Jason Moran – Marcus Gilmore – BlankFor.ms
Over the past decade, Jason Moran, whether leading his own ensembles or trios; or paired with Archie Shepp or Charles Lloyd, has been one of the leading piano voices in jazz. He also serves as the Artistic Director for Jazz at The Kennedy Center in D.C. With his creative and explorative reputation, Refract is the most daring recording project Moran has taken on yet and marks the first time he has worked with an electronic musician. This is a one-of-a-kind project where, instead of using recorded loops, BlankFor.me (Tyler Gilmore) records loops on the fly and re-infuses them into the music with effects while Moran plays piano, and Marcus Gilmore adds inventive percussion to the mix. As you might expect, it’s not easy to describe except with predictable words like ‘ethereal,’ ‘spacey,’ ‘reverberating,’ ‘chiming’ and ‘mysterious’ but in a rather bizarre way it is captivating. There are all kinds of lofty poetic descriptions in the album jacket, but this quote from Moran seems to sum it up best – “I have always longed for an outside force to manipulate my piano song and drag the sound into a cistern filled with soft clay.”
Moran and Tyler Gilmore, who began his career as a large ensemble jazz composer, has since built his reputation on widely spanning electronic music. He and Moran studied together at New England Conservatory but have recorded together until now. Yet, the idea for the album stemmed from producer and label owner Sun Chung (who spent a decade at ECM) and was based primarily on Tyler’s more recent discovery of cassette tape as a creative medium. It takes a superior ‘in the moment” player to make such a collaboration click, and Moran was the first who came to mind. Tyler says, “The idea of combining my electronic vocabulary with [Jason’s] playing was terribly inspiring. I had no idea, literally no idea, how he would play when confronted with tape loops, or feedback resonances, or harmonized and twisted loops of what he’s just played.” Chung and Tyler thought they needed percussion too and tapped Marcus Gilmore, one of today’s emerging forces on the kit. Here’s another example of a description within the liners – “The listener is ruthless, always searching for more. Piano notes suspended as if hovering over blue-black ocean, seabirds plunge to impale its froth. Cymbals swallowed, thinned, collapsing backwards, tight still but chewed, ride cymbal expanding into thick pouring of cavernous air.”
Tyler both prepared a number of different avenues for the trio to explore prior to record, some composed pieces and others as just threads with various tape loops that he could summon into the process, remaining unattached to any branch and instead acting spontaneously. He then shaped these “songs” in real time as Moran and Marcus Gilmore played, thus the title “refract,” as the music just played often echoed and rebounded back.
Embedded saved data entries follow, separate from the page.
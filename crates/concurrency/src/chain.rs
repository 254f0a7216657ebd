//! Propagation chain: ambient context without thread-locals
//!
//! Every running [`Transaction`](crate::Transaction) pushes itself onto a
//! task-local chain for the lifetime of its work future. A request issued
//! anywhere below it captures the chain and broadcasts itself upward,
//! innermost answerer first. The first answerer that matches and wins stops
//! the walk.
//!
//! Task-locals do not cross `tokio::spawn`. Use [`spawn`] (or capture
//! [`Chain::current`] and re-enter it with [`Chain::scope`]) to carry the
//! chain into a new task.

use std::any::Any;
use std::fmt;
use std::future::Future;
use std::sync::Arc;

use tokio::task::JoinHandle;
use xwrap_core::IdSpace;

tokio::task_local! {
    static CHAIN: Chain;
}

/// Outcome of offering a request to answerers
#[derive(Debug, Clone, Copy, PartialEq, Eq)]
pub enum Broadcast {
    /// Nobody on the chain matched
    NoMatch,
    /// An answerer matched and resolved the request; the walk stopped there
    MatchedAndStop,
    /// An answerer matched but the request was already resolved
    MatchedContinue,
}

/// Type-erased view of a pending request
pub trait AmbientAsk: Send + Sync {
    /// Unique request id
    fn id(&self) -> u64;
    /// Display name
    fn name(&self) -> &str;
    /// Id-space the request belongs to
    fn space(&self) -> &IdSpace;
    /// Concrete request, for downcasting by the answerer
    fn as_any(&self) -> &dyn Any;
}

/// A value travelling up the chain
pub enum Signal {
    /// A request asking for the ambient transaction
    Ask(Arc<dyn AmbientAsk>),
    /// A value forwarding to another value
    Forward(Box<Signal>),
    /// Any other progress note; never answered
    Notice(String),
}

impl Signal {
    /// Follow forwarding links down to the request, if there is one
    pub fn request(&self) -> Option<&Arc<dyn AmbientAsk>> {
        let mut signal = self;
        loop {
            match signal {
                Signal::Ask(request) => return Some(request),
                Signal::Forward(inner) => signal = &**inner,
                Signal::Notice(_) => return None,
            }
        }
    }
}

impl fmt::Debug for Signal {
    fn fmt(&self, f: &mut fmt::Formatter<'_>) -> fmt::Result {
        match self {
            Signal::Ask(request) => write!(f, "Ask({})", request.name()),
            Signal::Forward(inner) => write!(f, "Forward({:?})", inner),
            Signal::Notice(note) => write!(f, "Notice({})", note),
        }
    }
}

/// Something on the chain that may answer requests
pub trait Answerer: Send + Sync {
    /// Name used in logs
    fn label(&self) -> &str;

    /// Look at a request and answer it if it is ours
    fn observe(self: Arc<Self>, request: &dyn AmbientAsk) -> Broadcast;
}

struct Link {
    answerer: Arc<dyn Answerer>,
    parent: Option<Arc<Link>>,
}

/// Immutable, shareable list of answerers, innermost first
#[derive(Clone, Default)]
pub struct Chain {
    head: Option<Arc<Link>>,
}

impl Chain {
    /// An empty chain
    pub fn root() -> Self {
        Chain::default()
    }

    /// The chain of the current task, if the task runs inside a scope
    pub fn current() -> Option<Chain> {
        CHAIN.try_with(Chain::clone).ok()
    }

    /// The chain of the current task, or an empty one
    pub fn current_or_root() -> Chain {
        Chain::current().unwrap_or_default()
    }

    /// A new chain with `answerer` in front of this one
    pub fn push(&self, answerer: Arc<dyn Answerer>) -> Chain {
        Chain {
            head: Some(Arc::new(Link {
                answerer,
                parent: self.head.clone(),
            })),
        }
    }

    /// Number of answerers on the chain
    pub fn depth(&self) -> usize {
        self.links().count()
    }

    /// True when nobody can answer
    pub fn is_empty(&self) -> bool {
        self.head.is_none()
    }

    /// Run `future` with this chain as the task's ambient chain
    pub async fn scope<F: Future>(self, future: F) -> F::Output {
        CHAIN.scope(self, future).await
    }

    /// Offer `signal` to each answerer, innermost first
    pub fn broadcast(&self, signal: &Signal) -> Broadcast {
        let Some(request) = signal.request() else {
            return Broadcast::NoMatch;
        };
        let mut result = Broadcast::NoMatch;
        for link in self.links() {
            match link.answerer.clone().observe(request.as_ref()) {
                Broadcast::MatchedAndStop => return Broadcast::MatchedAndStop,
                Broadcast::MatchedContinue => result = Broadcast::MatchedContinue,
                Broadcast::NoMatch => {}
            }
        }
        result
    }

    fn links(&self) -> impl Iterator<Item = &Link> {
        std::iter::successors(self.head.as_deref(), |link| link.parent.as_deref())
    }
}

impl fmt::Debug for Chain {
    fn fmt(&self, f: &mut fmt::Formatter<'_>) -> fmt::Result {
        f.debug_list()
            .entries(self.links().map(|link| link.answerer.label()))
            .finish()
    }
}

/// Spawn `future` on the tokio runtime, carrying the current chain with it
pub fn spawn<F>(future: F) -> JoinHandle<F::Output>
where
    F: Future + Send + 'static,
    F::Output: Send + 'static,
{
    match Chain::current() {
        Some(chain) => tokio::spawn(chain.scope(future)),
        None => tokio::spawn(future),
    }
}
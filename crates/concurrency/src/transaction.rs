//! Transaction: one unit of work against an adapter
//!
//! State transitions:
//! - `Created` → `AwaitingAmbient` (start: ask the caller for context)
//! - `AwaitingAmbient` → `Opening` (nothing to reuse, or NEW/SUB requested)
//! - `AwaitingAmbient` → `Reusing` (AUTO with an ambient transaction)
//! - `Opening`/`Reusing` → `Running` (work function executing)
//! - `Running` → `Committing` | `RollingBack` → `Ended`
//!
//! A transaction that opened its own handle (the *owner*) commits or rolls
//! back exactly once. A transaction that reused an ambient one (a
//! *borrower*) never touches the adapter; when its work fails it marks the
//! owner rollback-only so the owner performs the rollback.
//!
//! While the work future runs, the transaction sits on the propagation
//! chain and answers requests of its id-space.

use std::fmt;
use std::future::Future;
use std::sync::atomic::{AtomicBool, AtomicU64, Ordering};
use std::sync::Arc;

use once_cell::sync::OnceCell;
use parking_lot::Mutex;
use tracing::{debug, error, info, warn};
use xwrap_core::{Adapter, CancelReason, Error, Facade, IdSpace, Result, TransactionType};

use crate::chain::{AmbientAsk, Answerer, Broadcast, Chain};
use crate::request::Request;
use crate::resolver::{self, Plan};

static TRANSACTION_NUMBER: AtomicU64 = AtomicU64::new(0);

/// Status of a transaction in its lifecycle
#[derive(Debug, Clone, Copy, PartialEq, Eq)]
pub enum TransactionState {
    /// Constructed, not started
    Created,
    /// Waiting to hear whether a caller has an ambient transaction
    AwaitingAmbient,
    /// Opening a handle on the adapter
    Opening,
    /// Borrowing an ambient transaction
    Reusing,
    /// Work function executing
    Running,
    /// Commit in progress
    Committing,
    /// Rollback in progress
    RollingBack,
    /// Terminal
    Ended,
}

/// How a transaction ended
#[derive(Debug, Clone, Copy, PartialEq, Eq)]
pub enum Outcome {
    /// Owner committed
    Committed,
    /// Owner rolled back (or scheduled a rollback)
    RolledBack,
    /// Borrower finished; its owner decides the fate of the work
    Released,
    /// Failed before any handle was opened
    NotStarted,
}

/// Options for one transaction invocation
#[derive(Debug, Clone, Default)]
pub struct TransactionOptions {
    /// Requested type
    pub kind: TransactionType,
    /// Display name; generated when absent
    pub name: Option<String>,
    /// Only answer the request with this name
    pub answers: Option<String>,
}

impl TransactionOptions {
    /// Options requesting `kind`
    pub fn new(kind: TransactionType) -> Self {
        TransactionOptions {
            kind,
            ..Default::default()
        }
    }

    /// Set the display name
    pub fn named(mut self, name: impl Into<String>) -> Self {
        self.name = Some(name.into());
        self
    }

    /// Restrict answering to the request called `request`
    ///
    /// Requests are named by their asker: the `caller` passed to a client
    /// or transaction lookup, or `<name>/ambient` for the start-up lookup
    /// of a transaction called `<name>`.
    pub fn answering(mut self, request: impl Into<String>) -> Self {
        self.answers = Some(request.into());
        self
    }
}

enum Binding<A: Adapter> {
    Owned {
        client: A::Client,
        handle: Mutex<Option<A::Handle>>,
        depth: usize,
    },
    Borrowed {
        owner: Arc<Transaction<A>>,
    },
}

/// One unit of work against an adapter
pub struct Transaction<A: Adapter> {
    id: u64,
    name: String,
    space: IdSpace,
    facade: Arc<Facade<A>>,
    requested: TransactionType,
    answers: Option<String>,
    state: Mutex<TransactionState>,
    kind: OnceCell<TransactionType>,
    binding: OnceCell<Binding<A>>,
    outcome: OnceCell<Outcome>,
    rollback_only: AtomicBool,
}

/// What a work function receives
pub struct Context<A: Adapter> {
    transaction: Arc<Transaction<A>>,
    client: A::Client,
}

impl<A: Adapter> Context<A> {
    /// Client to run statements on
    pub fn client(&self) -> &A::Client {
        &self.client
    }

    /// The transaction running this work
    pub fn transaction(&self) -> &Arc<Transaction<A>> {
        &self.transaction
    }

    /// Name of the running transaction
    pub fn name(&self) -> &str {
        self.transaction.name()
    }
}

impl<A: Adapter> Clone for Context<A> {
    fn clone(&self) -> Self {
        Context {
            transaction: self.transaction.clone(),
            client: self.client.clone(),
        }
    }
}
//! Core types and traits for xwrap
//!
//! This crate defines the foundational types used throughout the system:
//! - IdSpace: namespace tying requests and transactions to one adapter
//! - TransactionType: NEW / SUB / AUTO / implicit
//! - Adapter: the storage collaborator contract
//! - Facade: an adapter bound to an id-space, plus feature detection
//! - Error: Error type hierarchy

#![warn(missing_docs)]
#![warn(clippy::all)]

pub mod error;
pub mod facade;
pub mod features;
pub mod traits;
pub mod types;

pub use error::{BoxError, Error, Result};
pub use facade::{ErasedFacade, Facade};
pub use features::{FeatureFlags, Features, DEFAULT_CLIENT_METHOD};
pub use traits::{Adapter, BoxFuture, ClientAccessor, Settings};
pub use types::{
    CancelReason, IdSpace, Method, TransactionType, BASIC_INTERFACE, SUBTRANSACTIONS_INTERFACE,
    WRAP_INTERFACE,
};
//! End-to-end propagation tests against the memory adapter
//!
//! Each test uses its own id-space so tests can run in parallel against the
//! process-wide facade registry.

use xwrap_engine::{
    CancelReason, Error, MemoryAdapter, MemoryStats, Result, TransactionOptions, XWrap, XWrapConfig,
};

fn memory(space: &str) -> XWrap<MemoryAdapter> {
    XWrap::initialize(&XWrapConfig::new("memory", space)).unwrap()
}

fn stats(xwrap: &XWrap<MemoryAdapter>) -> MemoryStats {
    xwrap.adapter().stats()
}

// ============================================================================
// Counter scenario
// ============================================================================

#[tokio::test]
async fn test_success_opens_and_commits_once() {
    let xwrap = memory("prop-success");

    let value = xwrap
        .transaction(|ctx| async move {
            ctx.client().query("INSERT INTO t VALUES (1)");
            Ok(ctx.client().clone())
        })
        .await
        .unwrap();

    let s = stats(&xwrap);
    assert_eq!((s.opens, s.commits, s.rollbacks), (1, 1, 0));
    assert_eq!(value.journal(), vec!["BEGIN", "INSERT INTO t VALUES (1)", "COMMIT"]);
}

#[tokio::test]
async fn test_failure_rolls_back_with_same_error() {
    let xwrap = memory("prop-failure");

    let err = xwrap
        .transaction(|_ctx| async move { Err::<(), _>(Error::work("constraint violated")) })
        .await
        .unwrap_err();

    assert!(matches!(err, Error::Work(_)));
    assert_eq!(err.to_string(), "constraint violated");
    let s = stats(&xwrap);
    assert_eq!((s.opens, s.commits, s.rollbacks), (1, 0, 1));
}

// ============================================================================
// Nesting
// ============================================================================

async fn insert_audit_row(xwrap: &XWrap<MemoryAdapter>) -> Result<u64> {
    xwrap
        .transaction(|ctx| async move {
            ctx.client().query("INSERT INTO audit");
            Ok(ctx.client().id())
        })
        .await
}

#[tokio::test]
async fn test_nested_functions_share_one_transaction() {
    let xwrap = memory("prop-nested");
    let inner = xwrap.clone();

    let (outer_id, inner_id, journal) = xwrap
        .transaction(|ctx| async move {
            ctx.client().query("INSERT INTO orders");
            let inner_id = insert_audit_row(&inner).await?;
            Ok((ctx.client().id(), inner_id, ctx.client().journal()))
        })
        .await
        .unwrap();

    assert_eq!(outer_id, inner_id);
    assert_eq!(journal, vec!["BEGIN", "INSERT INTO orders", "INSERT INTO audit"]);
    let s = stats(&xwrap);
    assert_eq!((s.clients, s.opens, s.commits), (1, 1, 1));
}

#[tokio::test]
async fn test_new_inside_auto_opens_second_transaction() {
    let xwrap = memory("prop-new");
    let inner = xwrap.clone();

    let (outer_id, inner_id) = xwrap
        .transaction_of(XWrap::<MemoryAdapter>::AUTO, |ctx| async move {
            let inner_id = inner
                .transaction_of(XWrap::<MemoryAdapter>::NEW, |ctx| async move { Ok(ctx.client().id()) })
                .await?;
            Ok((ctx.client().id(), inner_id))
        })
        .await
        .unwrap();

    assert_ne!(outer_id, inner_id);
    let s = stats(&xwrap);
    assert_eq!((s.opens, s.commits), (2, 2));
}

#[tokio::test]
async fn test_sub_without_ambient_fails() {
    let xwrap = memory("prop-sub-none");
    let err = xwrap
        .transaction_of(XWrap::<MemoryAdapter>::SUB, |_ctx| async move { Ok(()) })
        .await
        .unwrap_err();

    assert!(matches!(err, Error::NoAmbientTransaction { .. }));
    assert_eq!(stats(&xwrap), MemoryStats::default());
}

#[tokio::test]
async fn test_sub_uses_savepoints() {
    let xwrap = memory("prop-sub");
    let inner = xwrap.clone();

    let journal = xwrap
        .transaction(|ctx| async move {
            inner
                .transaction_of(XWrap::<MemoryAdapter>::SUB, |sub| async move {
                    sub.client().query("UPDATE a");
                    Ok(())
                })
                .await?;
            let failed = inner
                .transaction_of(XWrap::<MemoryAdapter>::SUB, |sub| async move {
                    sub.client().query("UPDATE b");
                    Err::<(), _>(Error::work("bad row"))
                })
                .await;
            assert!(failed.is_err());
            Ok(ctx.client().clone())
        })
        .await
        .unwrap()
        .journal();

    assert_eq!(
        journal,
        vec![
            "BEGIN",
            "SAVEPOINT sp1",
            "UPDATE a",
            "RELEASE SAVEPOINT sp1",
            "SAVEPOINT sp1",
            "UPDATE b",
            "ROLLBACK TO SAVEPOINT sp1",
            "COMMIT",
        ]
    );
}

#[tokio::test]
async fn test_nested_failure_rolls_back_outer() {
    let xwrap = memory("prop-nested-failure");
    let inner = xwrap.clone();

    let err = xwrap
        .transaction(|_ctx| async move {
            // The caller swallows the nested failure; the outer still rolls back
            let _ = inner
                .transaction(|_ctx| async move { Err::<(), _>(Error::work("nested")) })
                .await;
            Ok(())
        })
        .await
        .unwrap_err();

    assert!(matches!(err, Error::RollbackOnly { .. }));
    let s = stats(&xwrap);
    assert_eq!((s.opens, s.commits, s.rollbacks), (1, 0, 1));
}

// ============================================================================
// Id-spaces and tasks
// ============================================================================

#[tokio::test]
async fn test_id_spaces_never_cross_match() {
    let a = memory("prop-space-a");
    let b = memory("prop-space-b");
    let (inner_a, inner_b) = (a.clone(), b.clone());

    a.transaction(|_ctx| async move {
        inner_b
            .transaction(|ctx| async move {
                assert!(!ctx.transaction().is_borrowed());
                Ok(())
            })
            .await?;
        let a_ambient = inner_a.client(Some("probe")).await?;
        assert!(a_ambient.is_some());
        assert!(inner_b.client(Some("probe")).await?.is_none());
        Ok(())
    })
    .await
    .unwrap();

    assert_eq!(stats(&a).opens, 1);
    assert_eq!(stats(&b).opens, 1);
}

#[tokio::test]
async fn test_spawned_task_joins_ambient_transaction() {
    let xwrap = memory("prop-spawn");
    let inner = xwrap.clone();

    xwrap
        .transaction(|ctx| async move {
            let outer_id = ctx.client().id();
            let carried = xwrap_engine::spawn({
                let inner = inner.clone();
                async move { insert_audit_row(&inner).await }
            });
            let detached = tokio::spawn({
                let inner = inner.clone();
                async move { insert_audit_row(&inner).await }
            });

            assert_eq!(carried.await.unwrap()?, outer_id);
            assert_ne!(detached.await.unwrap()?, outer_id);
            Ok(())
        })
        .await
        .unwrap();

    let s = stats(&xwrap);
    assert_eq!((s.opens, s.commits), (2, 2));
}

#[tokio::test]
async fn test_sibling_tasks_are_independent() {
    let xwrap = memory("prop-siblings");

    let handles: Vec<_> = (0..4)
        .map(|_| {
            let xwrap = xwrap.clone();
            tokio::spawn(async move { xwrap.transaction(|ctx| async move { Ok(ctx.client().id()) }).await })
        })
        .collect();

    let mut ids = Vec::new();
    for handle in handles {
        ids.push(handle.await.unwrap().unwrap());
    }
    ids.sort();
    ids.dedup();
    assert_eq!(ids.len(), 4);
    assert_eq!(stats(&xwrap).commits, 4);
}

// ============================================================================
// Clients, requests, wrap hook
// ============================================================================

#[tokio::test]
async fn test_client_outside_transaction_is_none() {
    let xwrap = memory("prop-client-none");
    assert!(xwrap.client(None).await.unwrap().is_none());
    assert!(xwrap.get_transaction(Some("lookup")).await.unwrap().is_none());
}

#[tokio::test]
async fn test_take_client_falls_back_to_raw_client() {
    let xwrap = memory("prop-take");
    let raw = xwrap.take_client(Some("report")).await.unwrap();
    assert!(raw.journal().is_empty());

    let inner = xwrap.clone();
    let (taken, ambient) = xwrap
        .transaction(|ctx| async move { Ok((inner.take_client(None).await?, ctx.client().clone())) })
        .await
        .unwrap();
    assert_eq!(taken, ambient);
    assert_eq!(stats(&xwrap).clients, 2);
}

#[tokio::test]
async fn test_get_transaction_returns_owner() {
    let xwrap = memory("prop-get");
    let inner = xwrap.clone();

    xwrap
        .transaction_with(TransactionOptions::default().named("orders"), |_ctx| async move {
            let found = inner.get_transaction(Some("lookup")).await?.unwrap();
            assert_eq!(found.name(), "orders");
            Ok(())
        })
        .await
        .unwrap();
}

#[tokio::test]
async fn test_wrap_hook_gives_adapter_the_ambient_client() {
    let xwrap = memory("prop-wrap");
    assert!(xwrap.features().wrap);
    assert!(xwrap.adapter().is_wrapped());

    let adapter = xwrap.adapter().clone();
    assert!(adapter.ambient_client(None).await.unwrap().is_none());

    xwrap
        .transaction(|ctx| async move {
            let seen = adapter.ambient_client(Some("driver")).await?.unwrap();
            assert_eq!(&seen, ctx.client());
            Ok(())
        })
        .await
        .unwrap();
}

#[tokio::test]
async fn test_wrap_disabled_installs_nothing() {
    let xwrap: XWrap<MemoryAdapter> =
        XWrap::initialize(&XWrapConfig::new("memory", "prop-nowrap").with_wrap(false)).unwrap();
    assert!(!xwrap.adapter().is_wrapped());
}

#[tokio::test]
async fn test_lingering_request_after_end_opens_fresh() {
    let xwrap = memory("prop-linger");
    let inner = xwrap.clone();
    let (go, wait) = tokio::sync::oneshot::channel::<()>();

    let lingering = xwrap
        .transaction(|_ctx| async move {
            Ok(xwrap_engine::spawn(async move {
                let _ = wait.await;
                inner
                    .transaction(|ctx| async move { Ok(ctx.transaction().is_borrowed()) })
                    .await
            }))
        })
        .await
        .unwrap();

    go.send(()).unwrap();
    assert!(!lingering.await.unwrap().unwrap());
    assert_eq!(stats(&xwrap).opens, 2);
}

#[tokio::test]
async fn test_ask_inside_aborting_chain_is_cancelled() {
    let xwrap = memory("prop-aborting");
    let inner = xwrap.clone();

    let _ = xwrap
        .transaction(|_ctx| async move {
            let _ = inner
                .transaction(|_ctx| async move { Err::<(), _>(Error::work("nested")) })
                .await;
            match inner.client(None).await {
                Err(Error::Cancelled {
                    cause: CancelReason::ChainAborting { .. },
                }) => Ok(()),
                other => panic!("Expected chain abort, got {other:?}"),
            }
        })
        .await;
}

#[tokio::test]
async fn test_commit_failure_surfaces_adapter_error() {
    let xwrap = memory("prop-commit-fail");
    xwrap.adapter().set_fail_commit(true);

    let err = xwrap
        .transaction(|_ctx| async move { Ok(()) })
        .await
        .unwrap_err();
    assert!(err.to_string().contains("refused to commit"));
    assert_eq!(stats(&xwrap).rollbacks, 1);
}

#[tokio::test]
async fn test_audit_row_commits_inside_failing_outer() {
    let xwrap = memory("prop-audit-new");
    let inner = xwrap.clone();

    let err = xwrap
        .transaction(|_ctx| async move {
            let _ = inner
                .transaction(|_ctx| async move { Err::<(), _>(Error::work("nested")) })
                .await;
            let audit = inner
                .transaction_of(XWrap::<MemoryAdapter>::NEW, |ctx| async move {
                    ctx.client().query("INSERT INTO audit");
                    Ok(ctx.client().clone())
                })
                .await?;
            assert_eq!(audit.journal(), vec!["BEGIN", "INSERT INTO audit", "COMMIT"]);
            Ok(())
        })
        .await
        .unwrap_err();

    assert!(matches!(err, Error::RollbackOnly { .. }));
    let s = stats(&xwrap);
    assert_eq!((s.opens, s.commits, s.rollbacks), (2, 1, 1));
}

#[tokio::test]
async fn test_spawned_borrower_cannot_lend_settled_owner() {
    let xwrap = memory("prop-outlive");
    let inner = xwrap.clone();
    let (started, borrowing) = tokio::sync::oneshot::channel::<()>();
    let (go, wait) = tokio::sync::oneshot::channel::<()>();

    let (owner_client, straggler) = xwrap
        .transaction(|ctx| async move {
            let handle = xwrap_engine::spawn(async move {
                let nested = inner.clone();
                inner
                    .transaction(|_borrower| async move {
                        let _ = started.send(());
                        let _ = wait.await;
                        nested
                            .transaction(|ctx| async move {
                                ctx.client().query("INSERT INTO late");
                                Ok(ctx.transaction().is_borrowed())
                            })
                            .await
                    })
                    .await
            });
            let _ = borrowing.await;
            Ok((ctx.client().clone(), handle))
        })
        .await
        .unwrap();

    go.send(()).unwrap();
    let err = straggler.await.unwrap().unwrap_err();
    assert!(matches!(err, Error::OwnerSettled { source: None, .. }));
    assert_eq!(owner_client.journal(), vec!["BEGIN", "COMMIT"]);
    let s = stats(&xwrap);
    assert_eq!((s.opens, s.commits, s.rollbacks), (2, 2, 0));
}

#[tokio::test]
async fn test_answering_restricts_to_named_caller() {
    let xwrap = memory("prop-answering");
    let inner = xwrap.clone();

    xwrap
        .transaction_with(TransactionOptions::default().answering("driver"), |_ctx| async move {
            assert!(inner.client(Some("driver")).await?.is_some());
            assert!(inner.client(Some("report")).await?.is_none());
            Ok(())
        })
        .await
        .unwrap();
}
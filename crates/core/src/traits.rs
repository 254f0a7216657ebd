//! Adapter trait: the storage collaborator xwrap drives
//!
//! xwrap never talks to a database itself. An adapter supplies the
//! primitive open/commit/rollback operations and xwrap decides when to call
//! them and who receives the resulting client.
//!
//! Optional capabilities (sub-transactions, call wrapping) have default
//! bodies that fail with [`Error::Unsupported`]. An adapter announces what
//! it really implements through [`Adapter::methods`], which is what
//! feature detection inspects.

use std::future::Future;
use std::pin::Pin;
use std::sync::Arc;

use async_trait::async_trait;

use crate::error::{Error, Result};
use crate::features::FeatureFlags;
use crate::types::{Method, BASIC_INTERFACE};

/// Boxed, sendable future
pub type BoxFuture<'a, T> = Pin<Box<dyn Future<Output = T> + Send + 'a>>;

/// Settings handed to an adapter constructor
pub type Settings = serde_json::Value;

/// Callback an adapter can use to fetch the ambient client
///
/// The argument is an optional caller name used for request naming.
/// Resolves to `None` when no transaction is ambient.
pub type ClientAccessor<C> = Arc<dyn Fn(Option<String>) -> BoxFuture<'static, Result<Option<C>>> + Send + Sync>;

/// Storage adapter contract
///
/// # Example
///
/// ```ignore
/// #[async_trait]
/// impl Adapter for PgAdapter {
///     type Client = PgClient;
///     type Handle = ();
///
///     async fn get_raw_client(&self) -> Result<PgClient> { self.pool.get().await.map_err(Error::adapter) }
///     async fn open_transaction(&self, c: &PgClient) -> Result<()> { c.query("BEGIN").await.map_err(Error::adapter) }
///     // ...
/// }
/// ```
#[async_trait]
pub trait Adapter: Send + Sync + 'static {
    /// Client handed to work functions
    type Client: Clone + Send + Sync + 'static;
    /// Adapter-native token for one open transaction
    type Handle: Send + Sync + 'static;

    /// Adapter name used in logs
    fn name(&self) -> &str {
        std::any::type_name::<Self>()
    }

    /// Methods this adapter actually implements
    fn methods(&self) -> &'static [Method] {
        BASIC_INTERFACE
    }

    /// Feature flags preset by the adapter; detection never overrides them
    fn declared_features(&self) -> FeatureFlags {
        FeatureFlags::default()
    }

    /// Obtain a raw client
    async fn get_raw_client(&self) -> Result<Self::Client>;

    /// Begin a top-level transaction on `client`
    async fn open_transaction(&self, client: &Self::Client) -> Result<Self::Handle>;

    /// Commit a top-level transaction
    async fn commit_transaction(&self, client: &Self::Client, handle: &Self::Handle) -> Result<()>;

    /// Roll back a top-level transaction
    async fn rollback_transaction(&self, client: &Self::Client, handle: &Self::Handle) -> Result<()>;

    /// Begin a sub-transaction; `depth` is 1 for the first nesting level
    async fn open_sub_transaction(&self, _client: &Self::Client, _depth: usize) -> Result<Self::Handle> {
        Err(Error::Unsupported {
            method: Method::OpenSubTransaction,
        })
    }

    /// Commit a sub-transaction
    async fn commit_sub_transaction(&self, _client: &Self::Client, _handle: &Self::Handle) -> Result<()> {
        Err(Error::Unsupported {
            method: Method::CommitSubTransaction,
        })
    }

    /// Roll back a sub-transaction
    async fn rollback_sub_transaction(&self, _client: &Self::Client, _handle: &Self::Handle) -> Result<()> {
        Err(Error::Unsupported {
            method: Method::RollbackSubTransaction,
        })
    }

    /// Install an accessor the adapter may call to find the ambient client
    fn wrap(&self, _accessor: ClientAccessor<Self::Client>) {}

    /// Release every resource held by the adapter
    async fn disconnect(&self) -> Result<()>;
}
You’ll notice in the sixteen tracks that only six composed pieces have tangible titles while the other ten – “Tape Loop B 1, B 2,…” represent the improvised ones. Tyler left all of his prepared tape loops unlabeled so that they wouldn’t know which was which when they began. He comments, “I was improvising using effects pedals, modular devices, and tape machines, and I had a feed of the piano and drums flowing into my effects. I was creating textures, gestures, motifs out of what they played. I often found myself trying to grab the interesting moments and silently hold them (bent, reversed, granulated, delayed) waiting and listening for a natural pivot moment to reintroduce them.”
While this approach was new to both Moran and Marcus Gilmore and is indeed unique unto itself, it’s emblematic Chung’s adventurous Red Hook Records, which was founded in 2020. It follows in the vein Two Centuries, a similarly daring collaboration between Wadada Leo Smith, Qasim Naqvi and Andrew Cyrille, released last year, which also combined electronic and acoustic instruments.